Try it: For the data that follows, give the number of lines in which "cannot" appears. Add nothing to it.
══ Listed records ══
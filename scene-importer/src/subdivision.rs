//! Catmull-Clark subdivision
//!
//! Positions are welded by exact value before each step, so meshes with
//! unshared vertices subdivide as one surface. Texture coordinates and vertex
//! colours are interpolated per face, which keeps UV seams intact. Edges with
//! a single adjacent face follow the boundary rules, so open meshes keep
//! their outline.

use std::collections::HashMap;

use crate::{
    mesh::{Face, MAX_NUMBER_OF_COLOR_SETS, MAX_NUMBER_OF_TEXTURECOORDS, Mesh},
    types::{Color4D, Vector3D},
};

/// Whether [`catmull_clark`] can subdivide `mesh`. Point and line faces
/// cannot be subdivided.
pub fn can_subdivide(mesh: &Mesh) -> bool {
    mesh.faces.iter().all(|f| f.indices.len() >= 3)
}

/// Subdivide `mesh` `levels` times.
///
/// The result consists of quads with unshared vertices. Normals and bones
/// are dropped. A mesh that [`can_subdivide`] rejects is returned unchanged
/// with a warning.
pub fn catmull_clark(mesh: &Mesh, levels: u32) -> Mesh {
    if !can_subdivide(mesh) {
        log::warn!(
            "mesh '{}' contains point or line faces and cannot be subdivided",
            mesh.name
        );
        return mesh.clone();
    }
    if levels == 0 {
        return mesh.clone();
    }
    if mesh.has_bones() {
        log::debug!("dropping bones of '{}' for subdivision", mesh.name);
    }
    (0..levels).fold(mesh.clone(), |current, _| subdivide_once(&current))
}

#[derive(Debug, Clone, Copy)]
struct Edge {
    a: u32,
    b: u32,
    faces: u32,
    face_point_sum: Vector3D,
}

fn weld_key(p: Vector3D) -> [u32; 3] {
    // +0.0 folds -0.0 into 0.0
    [(p.x + 0.0).to_bits(), (p.y + 0.0).to_bits(), (p.z + 0.0).to_bits()]
}

fn edge_key(a: u32, b: u32) -> (u32, u32) {
    (a.min(b), a.max(b))
}

fn subdivide_once(mesh: &Mesh) -> Mesh {
    // Weld positions.
    let mut welded: HashMap<[u32; 3], u32> = HashMap::new();
    let mut points: Vec<Vector3D> = Vec::new();
    let remap: Vec<u32> = mesh
        .vertices
        .iter()
        .map(|&p| {
            *welded.entry(weld_key(p)).or_insert_with(|| {
                points.push(p);
                (points.len() - 1) as u32
            })
        })
        .collect();

    let face_points: Vec<Vector3D> = mesh
        .faces
        .iter()
        .map(|f| {
            let sum: Vector3D = f.indices.iter().map(|&i| points[remap[i as usize] as usize]).sum();
            sum / f.indices.len() as f32
        })
        .collect();

    // Edges in first-seen order, so sums are accumulated deterministically.
    let mut edge_index: HashMap<(u32, u32), usize> = HashMap::new();
    let mut edges: Vec<Edge> = Vec::new();
    for (face, face_point) in mesh.faces.iter().zip(&face_points) {
        let n = face.indices.len();
        for i in 0..n {
            let a = remap[face.indices[i] as usize];
            let b = remap[face.indices[(i + 1) % n] as usize];
            let slot = *edge_index.entry(edge_key(a, b)).or_insert_with(|| {
                edges.push(Edge {
                    a,
                    b,
                    faces: 0,
                    face_point_sum: Vector3D::ZERO,
                });
                edges.len() - 1
            });
            edges[slot].faces += 1;
            edges[slot].face_point_sum += *face_point;
        }
    }
    let edge_points: Vec<Vector3D> = edges
        .iter()
        .map(|e| {
            let mid = (points[e.a as usize] + points[e.b as usize]) * 0.5;
            if e.faces == 1 {
                mid
            } else {
                (mid + e.face_point_sum / e.faces as f32) * 0.5
            }
        })
        .collect();

    // Vertex points.
    let count = points.len();
    let mut face_sum = vec![Vector3D::ZERO; count];
    let mut face_count = vec![0u32; count];
    for (face, face_point) in mesh.faces.iter().zip(&face_points) {
        for &i in &face.indices {
            let v = remap[i as usize] as usize;
            face_sum[v] += *face_point;
            face_count[v] += 1;
        }
    }
    let mut edge_mid_sum = vec![Vector3D::ZERO; count];
    let mut edge_count = vec![0u32; count];
    let mut boundary: Vec<Vec<u32>> = vec![Vec::new(); count];
    for e in &edges {
        let mid = (points[e.a as usize] + points[e.b as usize]) * 0.5;
        for (v, other) in [(e.a, e.b), (e.b, e.a)] {
            edge_mid_sum[v as usize] += mid;
            edge_count[v as usize] += 1;
            if e.faces == 1 {
                boundary[v as usize].push(other);
            }
        }
    }
    let vertex_points: Vec<Vector3D> = (0..count)
        .map(|v| {
            let p = points[v];
            match boundary[v].as_slice() {
                [] => {
                    let n = face_count[v] as f32;
                    let q = face_sum[v] / n;
                    let r = edge_mid_sum[v] / edge_count[v] as f32;
                    (q + r * 2.0 + p * (n - 3.0)) / n
                }
                [b1, b2] if face_count[v] > 1 => {
                    p * 0.75 + (points[*b1 as usize] + points[*b2 as usize]) * 0.125
                }
                // corners and non-manifold boundary vertices stay put
                _ => p,
            }
        })
        .collect();

    // Emit one quad per face corner.
    let quad_count: usize = mesh.faces.iter().map(|f| f.indices.len()).sum();
    let mut vertices = Vec::with_capacity(quad_count * 4);
    let mut faces = Vec::with_capacity(quad_count);
    let mut uvs: [Option<Vec<Vector3D>>; MAX_NUMBER_OF_TEXTURECOORDS] = Default::default();
    let mut colors: [Option<Vec<Color4D>>; MAX_NUMBER_OF_COLOR_SETS] = Default::default();
    for (channel, source) in mesh.texture_coords.iter().enumerate() {
        if source.is_some() {
            uvs[channel] = Some(Vec::with_capacity(quad_count * 4));
        }
    }
    for (channel, source) in mesh.colors.iter().enumerate() {
        if source.is_some() {
            colors[channel] = Some(Vec::with_capacity(quad_count * 4));
        }
    }

    for (face_index, face) in mesh.faces.iter().enumerate() {
        let n = face.indices.len();
        let edge_point = |i: usize, j: usize| {
            let key = edge_key(remap[face.indices[i] as usize], remap[face.indices[j] as usize]);
            edge_points[edge_index[&key]]
        };
        for i in 0..n {
            let prev = (i + n - 1) % n;
            let next = (i + 1) % n;
            let base = vertices.len() as u32;
            vertices.extend([
                vertex_points[remap[face.indices[i] as usize] as usize],
                edge_point(i, next),
                face_points[face_index],
                edge_point(prev, i),
            ]);
            faces.push(Face::new(vec![base, base + 1, base + 2, base + 3]));

            for (out, source) in uvs.iter_mut().zip(&mesh.texture_coords) {
                if let (Some(out), Some(source)) = (out, source) {
                    out.extend(face_varying(source, &face.indices, i, prev, next));
                }
            }
            for (out, source) in colors.iter_mut().zip(&mesh.colors) {
                if let (Some(out), Some(source)) = (out, source) {
                    out.extend(face_varying(source, &face.indices, i, prev, next));
                }
            }
        }
    }

    let mut result = Mesh {
        name: mesh.name.clone(),
        vertices,
        normals: None,
        texture_coords: uvs,
        uv_components: mesh.uv_components,
        colors,
        faces,
        primitive_types: Default::default(),
        material_index: mesh.material_index,
        bones: Vec::new(),
    };
    result.update_primitive_types();
    result
}

/// Attribute values of the sub-quad at corner `i`: the corner itself, the two
/// edge midpoints and the face centre.
fn face_varying<T>(source: &[T], indices: &[u32], i: usize, prev: usize, next: usize) -> [T; 4]
where
    T: Copy + std::ops::Add<Output = T> + std::ops::Mul<f32, Output = T> + std::iter::Sum,
{
    let at = |k: usize| source[indices[k] as usize];
    let center = indices.iter().map(|&k| source[k as usize]).sum::<T>() * (1.0 / indices.len() as f32);
    [
        at(i),
        (at(i) + at(next)) * 0.5,
        center,
        (at(prev) + at(i)) * 0.5,
    ]
}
═══
Answer for this exercise: 2